The Haitian government yesterday staged a low-key ceremony for the third anniversary of the earthquake that devastated the country and killed hundreds of thousands of people.
President Michel Martelly presided over a subdued memorial on the grounds of the former National Palace, which was destroyed in the disaster and later demolished. Senior government officials and diplomats attended.
Martelly said he hopes the poor Caribbean nation's people use the anniversary of the January 12, 2010 disaster to think about how they can improve their lives.
"The main thing for me is to use this day to plunge Haitians into deep reflection," Martelly said.
"I need to bring my country, my people, enough reflection where they decide to do things in other ways."
Martelly gave a speech yesterday morning before going to a mass grave north of the capital to lay a wreath.

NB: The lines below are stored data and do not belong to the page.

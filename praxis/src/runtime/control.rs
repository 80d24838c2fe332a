//! The runtime control plane.
//!
//! Every verb checks an [`AuthorizationContext`]; shutdown-class verbs
//! require `system:control`, read paths require `read:any`, and the
//! emergency stop verifies a signed command against an active root or
//! authority key before acting. Every invocation is audited.

use std::sync::Arc;

use serde_json::json;
use tokio::sync::{Notify, RwLock, watch};
use tracing::instrument;

use crate::adaptation::AdaptationController;
use crate::audit::{AuditEventType, AuditService};
use crate::auth::{
    AuthService, AuthorizationContext, SCOPE_READ_ANY, SCOPE_SYSTEM_CONTROL, SignedCommand,
};
use crate::store::ThoughtStore;
use crate::store::model::QueueStatus;

use super::{EngineError, RuntimeState};

/// Control handles shared between the scheduler and the control surface.
pub struct RuntimeControl {
    state_tx: watch::Sender<RuntimeState>,
    cancel_tx: watch::Sender<bool>,
    step_notify: Notify,
    pause_reason: RwLock<Option<String>>,
    auth: Arc<AuthService>,
    audit: Arc<AuditService>,
    store: Arc<ThoughtStore>,
    adaptation: Arc<AdaptationController>,
}

impl std::fmt::Debug for RuntimeControl {
    fn fmt(&self, f: &mut std::fmt::Formatter<'_>) -> std::fmt::Result {
        f.debug_struct("RuntimeControl")
            .field("state", &*self.state_tx.borrow())
            .finish_non_exhaustive()
    }
}

impl RuntimeControl {
    /// Build the control plane in the Running state.
    #[must_use]
    pub fn new(
        auth: Arc<AuthService>,
        audit: Arc<AuditService>,
        store: Arc<ThoughtStore>,
        adaptation: Arc<AdaptationController>,
    ) -> Arc<Self> {
        let (state_tx, _) = watch::channel(RuntimeState::Running);
        let (cancel_tx, _) = watch::channel(false);
        Arc::new(Self {
            state_tx,
            cancel_tx,
            step_notify: Notify::new(),
            pause_reason: RwLock::new(None),
            auth,
            audit,
            store,
            adaptation,
        })
    }

    /// Current runtime state.
    #[must_use]
    pub fn state(&self) -> RuntimeState {
        *self.state_tx.borrow()
    }

    /// Watch handle the scheduler drives its loop from.
    #[must_use]
    pub fn state_receiver(&self) -> watch::Receiver<RuntimeState> {
        self.state_tx.subscribe()
    }

    /// The reason given for the current pause, if paused.
    pub async fn pause_reason(&self) -> Option<String> {
        self.pause_reason.read().await.clone()
    }

    /// Cancellation watch handed to in-flight pipeline work.
    #[must_use]
    pub fn cancel_receiver(&self) -> watch::Receiver<bool> {
        self.cancel_tx.subscribe()
    }

    /// Await a single-step request (scheduler-side).
    pub async fn step_requested(&self) {
        self.step_notify.notified().await;
    }

    /// Suspend processing rounds.
    ///
    /// # Errors
    ///
    /// Returns [`EngineError::Auth`] ("forbidden") without `system:control`.
    #[instrument(skip(self, authorization))]
    pub async fn pause(
        &self,
        authorization: &AuthorizationContext,
        reason: &str,
    ) -> Result<(), EngineError> {
        self.auth
            .require_scope(authorization, SCOPE_SYSTEM_CONTROL)?;
        *self.pause_reason.write().await = Some(reason.to_string());
        let _ = self.state_tx.send(RuntimeState::Paused);
        self.audit_control(&authorization.wa_id, "pause", json!({"reason": reason}))
            .await?;
        Ok(())
    }

    /// Resume processing rounds.
    ///
    /// # Errors
    ///
    /// Returns [`EngineError::Auth`] without `system:control`.
    #[instrument(skip(self, authorization))]
    pub async fn resume(&self, authorization: &AuthorizationContext) -> Result<(), EngineError> {
        self.auth
            .require_scope(authorization, SCOPE_SYSTEM_CONTROL)?;
        *self.pause_reason.write().await = None;
        let _ = self.state_tx.send(RuntimeState::Running);
        self.audit_control(&authorization.wa_id, "resume", json!({}))
            .await?;
        Ok(())
    }

    /// Process exactly one thought while paused.
    ///
    /// # Errors
    ///
    /// Returns [`EngineError::Auth`] without `system:control`.
    #[instrument(skip(self, authorization))]
    pub async fn single_step(
        &self,
        authorization: &AuthorizationContext,
    ) -> Result<(), EngineError> {
        self.auth
            .require_scope(authorization, SCOPE_SYSTEM_CONTROL)?;
        self.step_notify.notify_one();
        self.audit_control(&authorization.wa_id, "single_step", json!({}))
            .await?;
        Ok(())
    }

    /// Queue counts for the control surface.
    ///
    /// # Errors
    ///
    /// Returns [`EngineError::Auth`] without `read:any`.
    pub async fn queue_status(
        &self,
        authorization: &AuthorizationContext,
    ) -> Result<QueueStatus, EngineError> {
        self.auth.require_scope(authorization, SCOPE_READ_ANY)?;
        Ok(self.store.queue_status().await?)
    }

    /// Request a transition to `target`.
    ///
    /// # Errors
    ///
    /// Returns [`EngineError::Auth`] for missing scopes; `Halted` is only
    /// reachable through the signed emergency command.
    pub async fn request_state_transition(
        &self,
        authorization: &AuthorizationContext,
        target: RuntimeState,
        reason: &str,
    ) -> Result<(), EngineError> {
        match target {
            RuntimeState::Running => self.resume(authorization).await,
            RuntimeState::Paused => self.pause(authorization, reason).await,
            RuntimeState::ShuttingDown => self.shutdown(authorization, reason).await,
            RuntimeState::Halted => Err(crate::auth::AuthError::Forbidden.into()),
        }
    }

    /// Graceful shutdown: stop new rounds, cancel in-flight work.
    ///
    /// # Errors
    ///
    /// Returns [`EngineError::Auth`] without `system:control`.
    #[instrument(skip(self, authorization))]
    pub async fn shutdown(
        &self,
        authorization: &AuthorizationContext,
        reason: &str,
    ) -> Result<(), EngineError> {
        self.auth
            .require_scope(authorization, SCOPE_SYSTEM_CONTROL)?;
        self.audit_control(&authorization.wa_id, "shutdown", json!({"reason": reason}))
            .await?;
        let _ = self.state_tx.send(RuntimeState::ShuttingDown);
        let _ = self.cancel_tx.send(true);
        Ok(())
    }

    /// Emergency shutdown: verify the command's signature against an
    /// active root/authority key, then force Halted and stop adaptation.
    ///
    /// # Errors
    ///
    /// Returns [`EngineError::Auth`] ("forbidden") when the signature does
    /// not verify.
    #[instrument(skip(self, command), fields(wa_id = %command.wa_id))]
    pub async fn emergency_shutdown(&self, command: &SignedCommand) -> Result<(), EngineError> {
        self.auth.verify_emergency_command(command).await?;

        self.audit_control(
            &command.wa_id,
            "emergency_shutdown",
            json!({"verb": command.verb, "issued_at": command.issued_at}),
        )
        .await?;
        self.adaptation.emergency_stop("emergency shutdown").await;
        let _ = self.state_tx.send(RuntimeState::Halted);
        let _ = self.cancel_tx.send(true);
        Ok(())
    }

    /// Force Halted from inside the engine (integrity failures). Not a
    /// control-plane verb; requires no credentials.
    pub async fn halt_for_integrity(&self, reason: &str) {
        tracing::error!(%reason, "integrity failure; halting");
        let _ = self
            .audit_control("engine", "integrity_halt", json!({"reason": reason}))
            .await;
        self.adaptation.emergency_stop(reason).await;
        let _ = self.state_tx.send(RuntimeState::Halted);
        let _ = self.cancel_tx.send(true);
    }

    async fn audit_control(
        &self,
        originator: &str,
        verb: &str,
        detail: serde_json::Value,
    ) -> Result<(), EngineError> {
        self.audit
            .record(
                AuditEventType::RuntimeControl,
                originator,
                json!({"verb": verb, "detail": detail}),
            )
            .await?;
        Ok(())
    }
}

Former United States President Bill Clinton, the United Nations special envoy to Haiti, also visited the burial site.
Haiti's government says the quake killed about 316,000 people.
An additional 1.5 million people landed in impromptu settlements around the capital and other cities in the south.
People have moved out of the more visible camps in public plazas, but there are still more than 350,000 people living in the camps, according to the International Organisation of Migration, a humanitarian group that helps people displaced by disaster and conflict.
The reconstruction effort has been slow to take hold, because of political paralysis, the level of devastation and a trickle of aid.
Only slightly more than half of the US$5.3 billion pledged by donors has been released.